Avoiding evaluating complaints about contingency plans, massive leaks and algae bloom of 113 action plans to manage escapes of salmon, which are exotic carnivorous species, and to confront the blooms of toxic and harmful algae, Sernapesca had only approved four, while 77 had not even been evaluated, says the main office that controls the state administration.
Likewise, the Undersecretariat for the Armed Forces (SFA) did not respond to Sernapesca’s complaints regarding 12 cultivation centers that existed outside the concession areas, says the report that reviewed how the State of Chile is monitoring the salmon industry.
The Comptroller’s Office asked the Superintendency of the Environment to report on the type of actions it carried out, based on the review of the illegal locations of the salmon farming centers within 60 business days from the receipt of this document. final report that was dated April 20, 2021.
The Comptroller’s report indicates that the Environmental Assessment Service (SEA) lacks objective and uniform criteria to ensure that industrial salmon farming projects located or close to Protected Wild Areas are evaluated in accordance with the corresponding regulations.
Ecoceanos Centre pointed out that the Chilean State is not actually implementing or complying with the Sustainable Development Goals (SDGs) approved by the UN General Assembly in its 2030 Agenda, in order to protect the planet, specifically SDG No. 14.4 , linked to the oceans.
14.4. By 2020, fisheries exploitation must be effectively regulated and overfishing, illegal, unreported and unregulated fishing and destructive fishing practices must be stopped, and scientifically based management plans must be implemented to restore stocks of fish in the shortest possible time, at least reaching levels that can produce the maximum sustainable yield according to their biological characteristics
On April 12th, 64 coastal organizations, communities of native peoples, scientists and social movements of the Chiloe archipelago and Patagonian regions demanded that the Chilean State
– A moratorium on the expansion of the salmon industry
– Do not grant more salmon concessions
– The departure of cultivation centers from vulnerable ecosystems such as fjords, channel lakes and protected wild areas,
– No more expansion of current aquaculture concessions or increase of biomass in existing concessions.

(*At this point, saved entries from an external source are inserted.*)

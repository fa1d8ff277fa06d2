//! Single-flight refresh of the repository cache.

use std::sync::{Arc, Mutex, MutexGuard, PoisonError};

use chrono::{DateTime, Local};
use futures::future::{BoxFuture, FutureExt, Shared};
use tracing::{debug, info, warn};

use super::RepositorySource;
use crate::cache::{RepositoryCache, Snapshot};
use crate::error::SyncError;
use crate::github::{CachedRepository, RemoteRecord};

/// What asked for a refresh.
#[derive(Debug, Clone, Copy, PartialEq, Eq)]
pub enum Trigger {
  /// A read found the cache empty
  ColdRead,
  /// Periodic timer tick
  Timer,
  /// Inbound webhook delivery
  Webhook,
  /// Explicit refresh request
  Manual,
}

/// Refresh state machine.
#[derive(Debug, Clone, PartialEq, Eq)]
pub enum SyncState {
  Idle,
  Refreshing,
  /// The last attempt failed; the previous snapshot is still served.
  RefreshFailed {
    error: SyncError,
    snapshot_retained: bool,
  },
}

/// Result of one refresh cycle.
///
/// Both variants carry the set a caller should serve; only `Fresh` means the
/// cache was replaced.
#[derive(Debug, Clone)]
pub enum RefreshOutcome {
  Fresh(Snapshot),
  Stale { snapshot: Snapshot, error: SyncError },
}

impl RefreshOutcome {
  pub fn repositories(&self) -> &[CachedRepository] {
    match self {
      Self::Fresh(snapshot) | Self::Stale { snapshot, .. } => snapshot,
    }
  }

  pub fn is_fresh(&self) -> bool {
    matches!(self, Self::Fresh(_))
  }

  pub fn error(&self) -> Option<&SyncError> {
    match self {
      Self::Fresh(_) => None,
      Self::Stale { error, .. } => Some(error),
    }
  }
}

/// Observability view of the orchestrator.
#[derive(Debug, Clone)]
pub struct SyncStatus {
  pub state: SyncState,
  pub last_success: Option<DateTime<Local>>,
  pub last_failure: Option<DateTime<Local>>,
  /// Remote fetches started since creation
  pub fetch_count: u64,
}

impl Default for SyncStatus {
  fn default() -> Self {
    Self {
      state: SyncState::Idle,
      last_success: None,
      last_failure: None,
      fetch_count: 0,
    }
  }
}

type InFlight = Shared<BoxFuture<'static, RefreshOutcome>>;

/// Fetches, normalizes and swaps in the repository set.
///
/// Cheap to clone; clones share the cache and the in-flight refresh.
pub struct Syncer<S: RepositorySource> {
  inner: Arc<Inner<S>>,
}

struct Inner<S> {
  source: S,
  cache: Arc<RepositoryCache>,
  /// Refresh currently running; late triggers await this instead of fetching.
  in_flight: Mutex<Option<InFlight>>,
  status: Mutex<SyncStatus>,
}

impl<S: RepositorySource> Clone for Syncer<S> {
  fn clone(&self) -> Self {
    Self {
      inner: Arc::clone(&self.inner),
    }
  }
}

impl<S: RepositorySource> Syncer<S> {
  pub fn new(source: S, cache: Arc<RepositoryCache>) -> Self {
    Self {
      inner: Arc::new(Inner {
        source,
        cache,
        in_flight: Mutex::new(None),
        status: Mutex::new(SyncStatus::default()),
      }),
    }
  }

  pub fn cache(&self) -> &RepositoryCache {
    &self.inner.cache
  }

  pub fn status(&self) -> SyncStatus {
    lock(&self.inner.status).clone()
  }

  /// Run a refresh, or join the one already running.
  ///
  /// Never fails: on any error the current snapshot comes back as
  /// [`RefreshOutcome::Stale`].
  pub async fn refresh(&self, trigger: Trigger) -> RefreshOutcome {
    let flight = {
      let mut slot = lock(&self.inner.in_flight);
      match slot.as_ref() {
        Some(flight) => {
          debug!(?trigger, "joining in-flight refresh");
          flight.clone()
        }
        None => {
          let inner = Arc::clone(&self.inner);
          let flight = async move { inner.run(trigger).await }.boxed().shared();
          *slot = Some(flight.clone());
          flight
        }
      }
    };

    flight.await
  }

  /// Refresh first when the cache is empty; otherwise do nothing.
  pub async fn ensure_populated(&self) {
    if self.inner.cache.is_empty() {
      debug!("cache empty, refreshing before read");
      self.refresh(Trigger::ColdRead).await;
    }
  }
}

impl<S: RepositorySource> Inner<S> {
  async fn run(self: Arc<Self>, trigger: Trigger) -> RefreshOutcome {
    {
      let mut status = lock(&self.status);
      status.state = SyncState::Refreshing;
      status.fetch_count += 1;
    }
    info!(?trigger, "refreshing repositories");

    let outcome = match self.fetch_and_replace().await {
      Ok(snapshot) => {
        info!(count = snapshot.len(), "repository cache replaced");
        let mut status = lock(&self.status);
        status.state = SyncState::Idle;
        status.last_success = Some(Local::now());
        RefreshOutcome::Fresh(snapshot)
      }
      Err(error) => {
        let snapshot = self.cache.snapshot();
        warn!(
          error = %error,
          kind = error.kind(),
          retained = snapshot.len(),
          "refresh failed, keeping last snapshot"
        );
        let mut status = lock(&self.status);
        status.state = SyncState::RefreshFailed {
          error: error.clone(),
          snapshot_retained: !snapshot.is_empty(),
        };
        status.last_failure = Some(Local::now());
        RefreshOutcome::Stale { snapshot, error }
      }
    };

    // Later triggers start a new refresh.
    *lock(&self.in_flight) = None;
    outcome
  }

  async fn fetch_and_replace(&self) -> Result<Snapshot, SyncError> {
    let records = self.source.fetch().await?;
    let repos: Vec<CachedRepository> = records.into_iter().map(RemoteRecord::normalize).collect();

    if repos.is_empty() {
      warn!("remote returned no repositories, clearing cache");
    }

    // SQLite write-through blocks; keep it off the async workers.
    let cache = Arc::clone(&self.cache);
    tokio::task::spawn_blocking(move || cache.replace_all(repos))
      .await
      .map_err(|e| SyncError::Storage(e.to_string()))?
      .map_err(|e| SyncError::Storage(e.to_string()))
  }
}

/// Poisoning only interrupts a plain field update, so the value is usable.
fn lock<T>(mutex: &Mutex<T>) -> MutexGuard<'_, T> {
  mutex.lock().unwrap_or_else(PoisonError::into_inner)
}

«The organizations here signatory come to demand from the GOVERNMENT OF CHILE an immediate moratorium on salmon expansion: no more delivery of new concessions, no more expansion of current aquaculture concessions or increase in biomass in existing concessions; as well as the URGENT DEPARTURE of all fragile marine ecosystems such as lakes, fjords and channels of our “Chilota” Ecoregion and from there to the entire Patagonian “maritory”»
In the current context of destructive territorial and productive expansion of the mega salmon industry, together with the accomplice action of government entities, Ecoceanos Centre promotes the campaign of not buying and consuming the so-called “chemical salmon” from Chilean southern farming centers. The boycott is a mechanism to achieve the local communities demands.